J’appelle ceux qui ont créé la possibilité même de ce bizutage des assassins. Et j’entends le dire en mon nom, comme au nom de ceux que j’accueillerai dans les mêmes salles fin janvier, pour écrire, lire, apprendre, se mettre à l’écoute. J’entends qu’on rallume les projecteurs, même sur l’horreur.

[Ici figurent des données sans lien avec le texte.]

//! Host and port
//!
//! Peer addresses as they appear in replication documents: `host`,
//! `host:port`, or `[ipv6]:port`.

use std::fmt;
use std::str::FromStr;

use crate::error::{Result, WireError};

/// A peer address with an optional port
#[derive(Debug, Clone, PartialEq, Eq, Hash)]
pub struct HostAndPort {
    host: String,
    port: Option<u16>,
}

impl HostAndPort {
    pub fn new(host: impl Into<String>, port: u16) -> Self {
        Self {
            host: host.into(),
            port: Some(port),
        }
    }

    pub fn from_host(host: impl Into<String>) -> Self {
        Self {
            host: host.into(),
            port: None,
        }
    }

    pub fn host(&self) -> &str {
        &self.host
    }

    pub fn port(&self) -> Option<u16> {
        self.port
    }

    pub fn port_or(&self, default_port: u16) -> u16 {
        self.port.unwrap_or(default_port)
    }

    /// Same host, with `default_port` filled in when no port was given
    pub fn with_default_port(&self, default_port: u16) -> Self {
        Self {
            host: self.host.clone(),
            port: Some(self.port_or(default_port)),
        }
    }

    fn parse_port(text: &str, input: &str) -> Result<u16> {
        text.parse::<u16>().map_err(|_| {
            WireError::BadValue(format!("Invalid port in host string \"{}\"", input))
        })
    }
}

impl FromStr for HostAndPort {
    type Err = WireError;

    fn from_str(s: &str) -> Result<Self> {
        if s.is_empty() {
            return Err(WireError::BadValue("Empty host string".to_string()));
        }

        // Bracketed IPv6: "[::1]" or "[::1]:27017"
        if let Some(rest) = s.strip_prefix('[') {
            let (host, tail) = rest.split_once(']').ok_or_else(|| {
                WireError::BadValue(format!("Unclosed bracket in host string \"{}\"", s))
            })?;
            return match tail {
                "" => Ok(Self::from_host(host)),
                _ => match tail.strip_prefix(':') {
                    Some(port) => Ok(Self::new(host, Self::parse_port(port, s)?)),
                    None => Err(WireError::BadValue(format!(
                        "Unexpected characters after host in \"{}\"",
                        s
                    ))),
                },
            };
        }

        match s.split_once(':') {
            // More than one colon without brackets is a bare IPv6 address
            Some((_, rest)) if rest.contains(':') => Ok(Self::from_host(s)),
            Some(("", _)) => Err(WireError::BadValue(format!(
                "Missing host in host string \"{}\"",
                s
            ))),
            Some((host, port)) => Ok(Self::new(host, Self::parse_port(port, s)?)),
            None => Ok(Self::from_host(s)),
        }
    }
}

impl fmt::Display for HostAndPort {
    fn fmt(&self, f: &mut fmt::Formatter<'_>) -> fmt::Result {
        let bracket = self.host.contains(':');
        match (bracket, self.port) {
            (true, Some(port)) => write!(f, "[{}]:{}", self.host, port),
            (true, None) => write!(f, "[{}]", self.host),
            (false, Some(port)) => write!(f, "{}:{}", self.host, port),
            (false, None) => f.write_str(&self.host),
        }
    }
}
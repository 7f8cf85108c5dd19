//! Tests for the document reader
//!
//! These tests verify:
//! - Required reads fail NoSuchKey iff absent, TypesMismatch iff mistyped
//! - Defaults apply only to absent keys
//! - Null handling
//! - Numeric widening through typed and number reads

use mongowire::bson::{
    reader, BooleanField, DocumentBuilder, Expected, HostAndPortField, IntField, LongField,
    NumberField, StringField, Value, ValueType,
};
use mongowire::WireError;

const NAME: StringField = StringField::new("name");
const COUNT: LongField = LongField::new("count");
const SMALL: IntField = IntField::new("small");
const FLAG: BooleanField = BooleanField::new("flag");
const ANY: NumberField = NumberField::new("any");
const HOST: HostAndPortField = HostAndPortField::new("host");

// =============================================================================
// Required Reads
// =============================================================================

#[test]
fn test_get_missing_key() {
    let doc = DocumentBuilder::new().build();
    match reader::get(&doc, &NAME) {
        Err(WireError::NoSuchKey { key, reason }) => {
            assert_eq!(key, "name");
            assert!(reason.is_none());
        }
        other => panic!("Expected NoSuchKey, got {:?}", other),
    }
}

#[test]
fn test_get_wrong_type() {
    let doc = DocumentBuilder::new().append_value("name", 5).build();
    match reader::get(&doc, &NAME) {
        Err(WireError::TypesMismatch(mismatch)) => {
            assert_eq!(mismatch.field, "name");
            assert_eq!(mismatch.expected, Expected::Type(ValueType::String));
            assert_eq!(mismatch.found, ValueType::Int32);
        }
        other => panic!("Expected TypesMismatch, got {:?}", other),
    }
}

#[test]
fn test_get_null_is_mismatch() {
    let doc = DocumentBuilder::new().append_null(&NAME).build();
    match reader::get(&doc, &NAME) {
        Err(WireError::TypesMismatch(mismatch)) => assert_eq!(mismatch.found, ValueType::Null),
        other => panic!("Expected TypesMismatch, got {:?}", other),
    }
}

#[test]
fn test_long_field_accepts_int32() {
    let doc = DocumentBuilder::new().append_value("count", 3).build();
    assert_eq!(reader::get(&doc, &COUNT).unwrap(), 3i64);
}

#[test]
fn test_int_field_rejects_int64() {
    let doc = DocumentBuilder::new().append_value("small", 3i64).build();
    assert!(matches!(
        reader::get(&doc, &SMALL),
        Err(WireError::TypesMismatch(_))
    ));
}

// =============================================================================
// Optional and Defaulted Reads
// =============================================================================

#[test]
fn test_default_only_when_absent() {
    let empty = DocumentBuilder::new().build();
    assert!(!reader::get_or(&empty, &FLAG, false).unwrap());

    let mistyped = DocumentBuilder::new().append_value("flag", "yes").build();
    assert!(matches!(
        reader::get_or(&mistyped, &FLAG, false),
        Err(WireError::TypesMismatch(_))
    ));
}

#[test]
fn test_optional_null_is_absent() {
    let doc = DocumentBuilder::new().append_null(&NAME).build();
    assert_eq!(reader::get_opt(&doc, &NAME).unwrap(), None);
    assert_eq!(reader::get_or(&doc, &NAME, "x").unwrap(), "x");
}

#[test]
fn test_empty_host_is_absent() {
    let doc = DocumentBuilder::new().append_value("host", "").build();
    assert_eq!(reader::get_opt(&doc, &HOST).unwrap(), None);

    let doc = DocumentBuilder::new().append_value("host", "h1:27017").build();
    let host = reader::get_opt(&doc, &HOST).unwrap().unwrap();
    assert_eq!(host.host(), "h1");
    assert_eq!(host.port(), Some(27017));
}

// =============================================================================
// Number Reads
// =============================================================================

#[test]
fn test_number_field_accepts_double() {
    let doc = DocumentBuilder::new().append_value("any", 2.0).build();
    assert_eq!(reader::get(&doc, &ANY).unwrap().as_i64(), 2);
}

#[test]
fn test_get_number_on_typed_field() {
    let doc = DocumentBuilder::new().append_value("small", 1.0).build();
    assert_eq!(reader::get_number(&doc, &SMALL).unwrap().exact_i32(), Some(1));

    let doc = DocumentBuilder::new().append_value("small", "1").build();
    match reader::get_number(&doc, &SMALL) {
        Err(WireError::TypesMismatch(mismatch)) => {
            assert_eq!(mismatch.expected, Expected::Number);
            assert_eq!(mismatch.found, ValueType::String);
        }
        other => panic!("Expected TypesMismatch, got {:?}", other),
    }
}

#[test]
fn test_get_i32_number_accepts_whole_values() {
    for value in [Value::Int32(7), Value::Int64(7), Value::Double(7.0)] {
        let doc = DocumentBuilder::new().append_value("any", value).build();
        assert_eq!(reader::get_i32_number(&doc, &ANY).unwrap(), 7);
    }

    let doc = DocumentBuilder::new().build();
    assert_eq!(reader::get_i32_number_opt(&doc, &ANY).unwrap(), None);
}

#[test]
fn test_get_i32_number_rejects_lossy_values() {
    for value in [
        Value::Int64(4_294_967_297),
        Value::Int64(i64::from(i32::MIN) - 1),
        Value::Double(91.9),
        Value::Double(1e12),
        Value::Double(f64::NAN),
    ] {
        let doc = DocumentBuilder::new().append_value("any", value.clone()).build();
        match reader::get_i32_number(&doc, &ANY) {
            Err(WireError::BadValue(_)) => {}
            other => panic!("Expected BadValue for {:?}, got {:?}", value, other),
        }
    }
}

// =============================================================================
// Field Whitelists
// =============================================================================

#[test]
fn test_check_only_has_fields() {
    let doc = DocumentBuilder::new()
        .append_value("a", 1)
        .append_value("b", Value::Null)
        .build();
    assert!(reader::check_only_has_fields("Thing", &doc, &["a", "b"]).is_ok());

    match reader::check_only_has_fields("Thing", &doc, &["a"]) {
        Err(WireError::BadValue(message)) => assert_eq!(message, "Unexpected field b in Thing"),
        other => panic!("Expected BadValue, got {:?}", other),
    }
}
//! Oplog Module
//!
//! The closed set of replicated operation kinds.
//!
//! ## Responsibilities
//! - Operation header (database, op time, hash, version, migration flag)
//! - Kind-specific payloads
//! - Descriptive document encoding and decoding
//! - Exhaustive visitor dispatch

mod operation;
mod visitor;

pub use operation::{
    CommandPayload, DeletePayload, InsertPayload, NoopPayload, OplogOperation,
    OplogOperationType, OplogPayload, OplogVersion, UpdatePayload,
};
pub use visitor::OplogOperationVisitor;
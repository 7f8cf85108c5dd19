//! Tests for frame extraction
//!
//! These tests verify:
//! - Reading frames from streams and files
//! - Incremental splitting of partially received buffers
//! - Length validation

use std::fs::File;
use std::io::{Cursor, Write};
use std::net::{IpAddr, Ipv6Addr};

use bytes::{BufMut, BytesMut};
use mongowire::config::Config;
use mongowire::wire::{
    read_frame, split_frame, MessageHeader, OpCode, RequestDecoder, RequestMessage, HEADER_SIZE,
};
use mongowire::WireError;
use tempfile::TempDir;

// =============================================================================
// Helper Functions
// =============================================================================

fn kill_cursors_frame(request_id: i32, cursor_ids: &[i64]) -> BytesMut {
    let body_len = 8 + cursor_ids.len() * 8;
    let header = MessageHeader {
        message_length: (HEADER_SIZE + body_len) as i32,
        request_id,
        response_to: 0,
        op_code: OpCode::KillCursors.code(),
    };

    let mut buf = BytesMut::new();
    header.encode(&mut buf);
    buf.put_i32_le(0);
    buf.put_i32_le(cursor_ids.len() as i32);
    for id in cursor_ids {
        buf.put_i64_le(*id);
    }
    buf
}

// =============================================================================
// Stream Reading
// =============================================================================

#[test]
fn test_read_frame_from_stream() {
    let raw = kill_cursors_frame(7, &[1, 2]);
    let mut stream = Cursor::new(raw.to_vec());

    let frame = read_frame(&mut stream, &Config::default()).unwrap();
    assert_eq!(frame.header.request_id, 7);
    assert_eq!(frame.body.len(), 24);
    assert_eq!(frame.to_bytes(), raw.freeze());
}

#[test]
fn test_read_frame_from_file() {
    let temp = TempDir::new().unwrap();
    let path = temp.path().join("capture.bin");
    let mut file = File::create(&path).unwrap();
    file.write_all(&kill_cursors_frame(9, &[5])).unwrap();
    drop(file);

    let mut file = File::open(&path).unwrap();
    let config = Config::default();
    let frame = read_frame(&mut file, &config).unwrap();

    let decoder = RequestDecoder::new(&config);
    let message = decoder
        .decode_frame(frame, IpAddr::V6(Ipv6Addr::LOCALHOST), 27017)
        .unwrap();

    match message {
        RequestMessage::KillCursors(kill) => {
            assert_eq!(kill.cursor_ids, vec![5]);
            assert_eq!(kill.base.request_id, 9);
            assert_eq!(kill.base.client_address_string(), "::1");
        }
        other => panic!("Expected KillCursors, got {:?}", other),
    }
}

#[test]
fn test_read_frame_truncated_stream() {
    let raw = kill_cursors_frame(1, &[1]);
    let mut stream = Cursor::new(raw[..raw.len() - 2].to_vec());

    assert!(matches!(
        read_frame(&mut stream, &Config::default()),
        Err(WireError::Io(_))
    ));
}

#[test]
fn test_read_frame_too_large() {
    let raw = kill_cursors_frame(1, &[1, 2, 3]);
    let config = Config::builder().max_message_size(20).build();

    match read_frame(&mut Cursor::new(raw.to_vec()), &config) {
        Err(WireError::InvalidMessage(message)) => assert!(message.contains("too large")),
        other => panic!("Expected InvalidMessage, got {:?}", other),
    }
}

#[test]
fn test_frame_length_below_header() {
    let header = MessageHeader {
        message_length: 4,
        request_id: 1,
        response_to: 0,
        op_code: OpCode::Query.code(),
    };
    let mut buf = BytesMut::new();
    header.encode(&mut buf);

    assert!(matches!(
        split_frame(&mut buf, &Config::default()),
        Err(WireError::InvalidMessage(_))
    ));
}

// =============================================================================
// Incremental Splitting
// =============================================================================

#[test]
fn test_split_frame_waits_for_complete_frame() {
    let full = kill_cursors_frame(3, &[10, 20]);
    let config = Config::default();

    let mut buf = BytesMut::new();
    buf.extend_from_slice(&full[..10]);
    assert!(split_frame(&mut buf, &config).unwrap().is_none());
    assert_eq!(buf.len(), 10);

    buf.extend_from_slice(&full[10..full.len() - 1]);
    assert!(split_frame(&mut buf, &config).unwrap().is_none());

    buf.extend_from_slice(&full[full.len() - 1..]);
    let frame = split_frame(&mut buf, &config).unwrap().unwrap();
    assert_eq!(frame.header.request_id, 3);
    assert!(buf.is_empty());
}

#[test]
fn test_split_frame_leaves_next_frame() {
    let mut buf = kill_cursors_frame(1, &[1]);
    buf.extend_from_slice(&kill_cursors_frame(2, &[2]));
    let config = Config::default();

    let first = split_frame(&mut buf, &config).unwrap().unwrap();
    let second = split_frame(&mut buf, &config).unwrap().unwrap();

    assert_eq!(first.header.request_id, 1);
    assert_eq!(second.header.request_id, 2);
    assert!(split_frame(&mut buf, &config).unwrap().is_none());
}
//! Replication Tests
//!
//! Value types, configuration documents, handshake and heartbeat codecs.
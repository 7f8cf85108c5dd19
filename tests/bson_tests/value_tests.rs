//! Tests for the value model
//!
//! These tests verify:
//! - Canonical lower-case type names
//! - Numeric widening and rejected narrowing
//! - Object id and timestamp representations

use mongowire::bson::{Expected, Number, ObjectId, Timestamp, Value, ValueType};
use mongowire::{TypesMismatch, WireError};

// =============================================================================
// Type Names
// =============================================================================

#[test]
fn test_type_names_are_lower_case() {
    assert_eq!(ValueType::Int64.name(), "int64");
    assert_eq!(ValueType::String.name(), "string");
    assert_eq!(ValueType::DateTime.name(), "date");
    assert_eq!(ValueType::Document.name(), "object");
    assert_eq!(Value::Null.value_type(), ValueType::Null);
}

#[test]
fn test_expected_display() {
    assert_eq!(Expected::Type(ValueType::Boolean).to_string(), "boolean");
    assert_eq!(Expected::Number.to_string(), "number");
    assert_eq!(Expected::DateOrTimestamp.to_string(), "date or timestamp");
}

#[test]
fn test_types_mismatch_message() {
    let plain = TypesMismatch::new("v", Expected::Type(ValueType::Int64), ValueType::String);
    assert_eq!(
        plain.to_string(),
        "Expected \"v\" field to have type int64, but found string"
    );

    let with_origin = plain.in_context("response to replSetHeartbeat");
    assert_eq!(
        with_origin.to_string(),
        "Expected \"v\" field in response to replSetHeartbeat to have type int64, but found string"
    );
}

// =============================================================================
// Numeric Conversions
// =============================================================================

#[test]
fn test_int32_widens_to_int64_and_double() {
    let value = Value::Int32(7);
    assert_eq!(value.to_i64().unwrap(), 7);
    assert_eq!(value.to_f64().unwrap(), 7.0);
}

#[test]
fn test_double_does_not_narrow() {
    let err = Value::Double(1.5).to_i64().unwrap_err();
    assert_eq!(err.found, ValueType::Double);
    assert_eq!(err.expected, Expected::Type(ValueType::Int64));

    assert!(Value::Int64(1).to_i32().is_err());
}

#[test]
fn test_to_number_accepts_every_numeric_tag() {
    assert_eq!(Value::Int32(1).to_number().unwrap(), Number::Int32(1));
    assert_eq!(Value::Int64(2).to_number().unwrap(), Number::Int64(2));
    assert_eq!(Value::Double(3.0).to_number().unwrap(), Number::Double(3.0));
    assert!(Value::from("3").to_number().is_err());
}

#[test]
fn test_number_compact() {
    assert_eq!(Number::compact(5), Number::Int32(5));
    assert_eq!(Number::compact(1 << 40), Number::Int64(1 << 40));
    assert_eq!(Number::Double(2.9).as_i64(), 2);
}

// =============================================================================
// Identifiers and Clocks
// =============================================================================

#[test]
fn test_object_id_hex() {
    let oid: ObjectId = "507f1f77bcf86cd799439011".parse().unwrap();
    assert_eq!(oid.to_hex(), "507f1f77bcf86cd799439011");
    assert_eq!(oid.bytes()[0], 0x50);
}

#[test]
fn test_object_id_rejects_bad_hex() {
    match "xyz".parse::<ObjectId>() {
        Err(WireError::BadValue(_)) => {}
        other => panic!("Expected BadValue, got {:?}", other),
    }
    assert!("zz7f1f77bcf86cd799439011".parse::<ObjectId>().is_err());
}

#[test]
fn test_timestamp_packing() {
    let ts = Timestamp::new(100, 3);
    assert_eq!(ts.to_u64(), (100u64 << 32) | 3);
    assert_eq!(Timestamp::from_u64(ts.to_u64()), ts);
}

#[test]
fn test_value_display() {
    assert_eq!(Value::Int64(4).to_string(), "NumberLong(4)");
    assert_eq!(Value::from("rs0").to_string(), "\"rs0\"");
    assert_eq!(
        Value::Array(vec![Value::Int32(1), Value::Null]).to_string(),
        "[1, null]"
    );
}
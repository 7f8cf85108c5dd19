//! Command Module
//!
//! The marshalling contract binding a named wire command to a typed
//! argument and a typed reply.
//!
//! ## Request Flow
//! ```text
//!   request doc ──unmarshall_arg──► Arg ──(engine)──► Reply ──marshall_result──► reply doc
//!        │                                                    │
//!        └──────────── error ──► { ok: 0, errmsg, code } ◄────┘
//! ```
//!
//! Commands are stateless values; one instance serves every caller.

mod registry;

pub use registry::{CommandGroup, CommandRegistry, GetLogType, ProcessorCaller, QueryCommand};

use crate::bson::{Document, DocumentBuilder, DoubleField, IntField, StringField};
use crate::error::{Result, WireError};

/// Value of `ok` in a successful reply
pub const OK: f64 = 1.0;

/// Value of `ok` in a failed reply
pub const KO: f64 = 0.0;

pub(crate) const OK_FIELD: DoubleField = DoubleField::new("ok");
pub(crate) const ERR_MSG_FIELD: StringField = StringField::new("errmsg");
pub(crate) const CODE_FIELD: IntField = IntField::new("code");

/// A named command with typed argument and reply marshalling
pub trait Command: Send + Sync {
    type Arg;
    type Reply;

    /// Wire name, the first key of the request document
    fn name(&self) -> &'static str;

    fn unmarshall_arg(&self, doc: &Document) -> Result<Self::Arg>;

    fn marshall_arg(&self, arg: &Self::Arg) -> Document;

    fn unmarshall_result(&self, doc: &Document) -> Result<Self::Reply>;

    fn marshall_result(&self, reply: &Self::Reply) -> Document;

    /// Whether `reply` is already final, so the caller can stop waiting
    fn is_ready_to_reply_result(&self, _reply: &Self::Reply) -> bool {
        true
    }
}

/// Reply of commands that answer with nothing but `ok`
#[derive(Debug, Clone, Copy, PartialEq, Eq, Default)]
pub struct Empty;

/// The `{ ok: 0, errmsg, code }` document reporting `err` to a peer
pub fn error_reply(err: &WireError) -> Document {
    DocumentBuilder::with_capacity(3)
        .append(&OK_FIELD, KO)
        .append(&ERR_MSG_FIELD, err.to_string())
        .append(&CODE_FIELD, err.code().code())
        .build()
}

/// Run one inbound request through `command`
///
/// Unmarshalls the argument, hands it to `handler`, and marshalls either the
/// reply or the failure. Replies lacking an `ok` field get `ok: 1` appended.
pub fn execute<C, F>(command: &C, request: &Document, handler: F) -> Document
where
    C: Command,
    F: FnOnce(C::Arg) -> Result<C::Reply>,
{
    let outcome = command.unmarshall_arg(request).and_then(handler);

    match outcome {
        Ok(reply) => {
            let doc = command.marshall_result(&reply);
            if doc.contains_key(OK_FIELD.name()) {
                doc
            } else {
                DocumentBuilder::from_document(&doc).append(&OK_FIELD, OK).build()
            }
        }
        Err(e) => {
            tracing::debug!("Command {} failed: {}", command.name(), e);
            error_reply(&e)
        }
    }
}
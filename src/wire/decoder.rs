//! Request decoders
//!
//! Decoding functions for request bodies. Each decoder consumes fields in
//! their fixed order from a cursor already positioned past the header and
//! fails with `InvalidMessage` if the buffer runs out first.
//!
//! ## Body Formats
//!
//! ### OP_GET_MORE
//! ```text
//! ┌──────────┬──────────────────┬────────────┬───────────────┐
//! │ ZERO (4) │ Collection (cstr)│ Return (4) │ Cursor id (8) │
//! └──────────┴──────────────────┴────────────┴───────────────┘
//! ```
//!
//! ### OP_KILL_CURSORS
//! ```text
//! ┌──────────┬───────────┬──────────────────────┐
//! │ ZERO (4) │ Count (4) │ Cursor ids (8 each)  │
//! └──────────┴───────────┴──────────────────────┘
//! ```
//!
//! ### OP_QUERY
//! ```text
//! ┌───────────┬──────────────────┬──────────┬────────────┬───────┬─────────────┐
//! │ Flags (4) │ Collection (cstr)│ Skip (4) │ Return (4) │ Query │ [Selector]  │
//! └───────────┴──────────────────┴──────────┴────────────┴───────┴─────────────┘
//! ```

use std::net::IpAddr;

use bytes::Buf;

use crate::bson::codec::{decode_document, read_cstring};
use crate::config::Config;
use crate::error::{Result, WireError};

use super::frame::Frame;
use super::message::{GetMoreMessage, KillCursorsMessage, QueryFlags, QueryMessage, RequestMessage};
use super::{OpCode, RequestBaseMessage};

/// Turns a request body into a structured message
pub trait MessageDecoder {
    type Message;

    fn decode<B: Buf>(&self, buffer: &mut B, base: RequestBaseMessage) -> Result<Self::Message>;
}

// =============================================================================
// Positional readers
// =============================================================================

fn ensure<B: Buf>(buf: &B, needed: usize, what: &str) -> Result<()> {
    if buf.remaining() < needed {
        return Err(WireError::InvalidMessage(format!(
            "Incomplete {}: expected {} bytes, got {}",
            what,
            needed,
            buf.remaining()
        )));
    }
    Ok(())
}

fn skip<B: Buf>(buf: &mut B, count: usize, what: &str) -> Result<()> {
    ensure(buf, count, what)?;
    buf.advance(count);
    Ok(())
}

fn read_i32<B: Buf>(buf: &mut B, what: &str) -> Result<i32> {
    ensure(buf, 4, what)?;
    Ok(buf.get_i32_le())
}

fn read_i64<B: Buf>(buf: &mut B, what: &str) -> Result<i64> {
    ensure(buf, 8, what)?;
    Ok(buf.get_i64_le())
}

// =============================================================================
// Decoders
// =============================================================================

/// OP_GET_MORE
#[derive(Debug, Clone, Copy, Default)]
pub struct GetMoreMessageDecoder;

impl MessageDecoder for GetMoreMessageDecoder {
    type Message = GetMoreMessage;

    fn decode<B: Buf>(&self, buffer: &mut B, base: RequestBaseMessage) -> Result<GetMoreMessage> {
        // Reserved; not validated
        skip(buffer, 4, "getMore reserved field")?;
        let full_collection_name = read_cstring(buffer)?;
        let number_to_return = read_i32(buffer, "getMore numberToReturn")?;
        let cursor_id = read_i64(buffer, "getMore cursorID")?;

        Ok(GetMoreMessage {
            base,
            full_collection_name,
            number_to_return,
            cursor_id,
        })
    }
}

/// OP_KILL_CURSORS
#[derive(Debug, Clone, Copy, Default)]
pub struct KillCursorsMessageDecoder;

impl MessageDecoder for KillCursorsMessageDecoder {
    type Message = KillCursorsMessage;

    fn decode<B: Buf>(&self, buffer: &mut B, base: RequestBaseMessage) -> Result<KillCursorsMessage> {
        skip(buffer, 4, "killCursors reserved field")?;
        let count = read_i32(buffer, "killCursors numberOfCursorIDs")?;
        if count < 0 {
            return Err(WireError::InvalidMessage(format!(
                "Negative cursor count: {}",
                count
            )));
        }

        // Checked up front so a bogus count cannot drive a huge allocation
        ensure(buffer, count as usize * 8, "killCursors cursorIDs")?;
        let cursor_ids = (0..count).map(|_| buffer.get_i64_le()).collect();

        Ok(KillCursorsMessage { base, cursor_ids })
    }
}

/// OP_QUERY
#[derive(Debug, Clone, Copy)]
pub struct QueryMessageDecoder {
    max_document_size: usize,
}

impl QueryMessageDecoder {
    pub fn new(max_document_size: usize) -> Self {
        Self { max_document_size }
    }
}

impl MessageDecoder for QueryMessageDecoder {
    type Message = QueryMessage;

    fn decode<B: Buf>(&self, buffer: &mut B, base: RequestBaseMessage) -> Result<QueryMessage> {
        let flags = QueryFlags(read_i32(buffer, "query flags")? as u32);
        let full_collection_name = read_cstring(buffer)?;
        let number_to_skip = read_i32(buffer, "query numberToSkip")?;
        let number_to_return = read_i32(buffer, "query numberToReturn")?;
        let query = decode_document(buffer, self.max_document_size)?;
        let return_fields_selector = if buffer.has_remaining() {
            Some(decode_document(buffer, self.max_document_size)?)
        } else {
            None
        };

        Ok(QueryMessage {
            base,
            flags,
            full_collection_name,
            number_to_skip,
            number_to_return,
            query,
            return_fields_selector,
        })
    }
}

// =============================================================================
// Dispatch
// =============================================================================

/// Picks the decoder matching a request's op code
#[derive(Debug, Clone)]
pub struct RequestDecoder {
    get_more: GetMoreMessageDecoder,
    kill_cursors: KillCursorsMessageDecoder,
    query: QueryMessageDecoder,
}

impl RequestDecoder {
    pub fn new(config: &Config) -> Self {
        Self {
            get_more: GetMoreMessageDecoder,
            kill_cursors: KillCursorsMessageDecoder,
            query: QueryMessageDecoder::new(config.max_document_size),
        }
    }

    /// Decode a body whose envelope is already known
    pub fn decode<B: Buf>(&self, buffer: &mut B, base: RequestBaseMessage) -> Result<RequestMessage> {
        let message = match base.op_code {
            OpCode::GetMore => RequestMessage::GetMore(self.get_more.decode(buffer, base)?),
            OpCode::KillCursors => {
                RequestMessage::KillCursors(self.kill_cursors.decode(buffer, base)?)
            }
            OpCode::Query => RequestMessage::Query(self.query.decode(buffer, base)?),
            other => {
                return Err(WireError::InvalidMessage(format!(
                    "Unsupported request op code: {:?} ({})",
                    other,
                    other.code()
                )))
            }
        };
        Ok(message)
    }

    /// Decode a whole frame received from `client_address:client_port`
    pub fn decode_frame(&self, frame: Frame, client_address: IpAddr, client_port: u16) -> Result<RequestMessage> {
        let base = RequestBaseMessage::from_header(&frame.header, client_address, client_port)?;
        let mut body = frame.body;
        let message = self.decode(&mut body, base)?;

        if body.has_remaining() {
            tracing::warn!(
                "Ignoring {} trailing bytes in request {}",
                body.remaining(),
                frame.header.request_id
            );
        }
        tracing::trace!("Decoded request {}: {:?}", frame.header.request_id, message.op_code());
        Ok(message)
    }
}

Ce n’est pas gagné : regardez comme les plus honorables journaux en font une discrète affaire interne, ne parlent même pas de Sciences Po, et du diplôme juste obtenu. C’est abject, la vérité ? Eh bien regardons l’abject, de la même façon que des médecins légistes, après autopsie du corps de 24 ans, découpage et pesage des organes d’un gamin qui a l’âge des miens, ont prononcé cette phrase excessivement banale, mort par noyade. Moi je veux savoir qui a coupé les projecteurs, pourquoi et dans quel rire, et avec combien de bières dans son immonde graisse de gradé militaire. Et que celui qui a coupé les projecteurs, on sache au nom de quelle communauté, quelle collectivité il a perçu que son geste, en leur nom comme au nôtre, était permis.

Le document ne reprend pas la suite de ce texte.